/---

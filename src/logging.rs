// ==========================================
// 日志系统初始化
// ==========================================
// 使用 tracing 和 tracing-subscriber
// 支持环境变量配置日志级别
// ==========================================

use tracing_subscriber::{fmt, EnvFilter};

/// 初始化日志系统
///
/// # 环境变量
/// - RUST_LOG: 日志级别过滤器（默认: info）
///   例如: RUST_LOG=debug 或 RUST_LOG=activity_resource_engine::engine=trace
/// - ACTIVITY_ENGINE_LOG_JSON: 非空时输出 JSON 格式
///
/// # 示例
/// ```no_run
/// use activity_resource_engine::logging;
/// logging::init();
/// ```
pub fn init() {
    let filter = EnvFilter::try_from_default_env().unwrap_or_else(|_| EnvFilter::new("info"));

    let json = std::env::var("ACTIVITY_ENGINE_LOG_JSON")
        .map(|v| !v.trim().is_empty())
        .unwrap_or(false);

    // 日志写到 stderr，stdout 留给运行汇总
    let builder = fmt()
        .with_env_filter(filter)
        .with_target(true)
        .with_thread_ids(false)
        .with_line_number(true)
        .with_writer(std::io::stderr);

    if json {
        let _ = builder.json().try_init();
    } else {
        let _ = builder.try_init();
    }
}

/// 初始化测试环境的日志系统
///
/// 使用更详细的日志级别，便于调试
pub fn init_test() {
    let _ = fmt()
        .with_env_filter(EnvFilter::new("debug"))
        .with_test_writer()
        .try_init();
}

\---

**GOAL OF THE EXERCISE:** Copy exactly the lines from the top of the entries through the line with "RUST_LOG: 日志级别过滤器（默认: info）" in it, please, keeping both ends and adding nothing.

**ANSWER BELOW:**
filename src/logging.rs
// ==========================================
// 日志系统初始化
// ==========================================
// 使用 tracing 和 tracing-subscriber
// 支持环境变量配置日志级别
// ==========================================

use tracing_subscriber::{fmt, EnvFilter};

/// 初始化日志系统
///
/// # 环境变量
/// - RUST_LOG: 日志级别过滤器（默认: info）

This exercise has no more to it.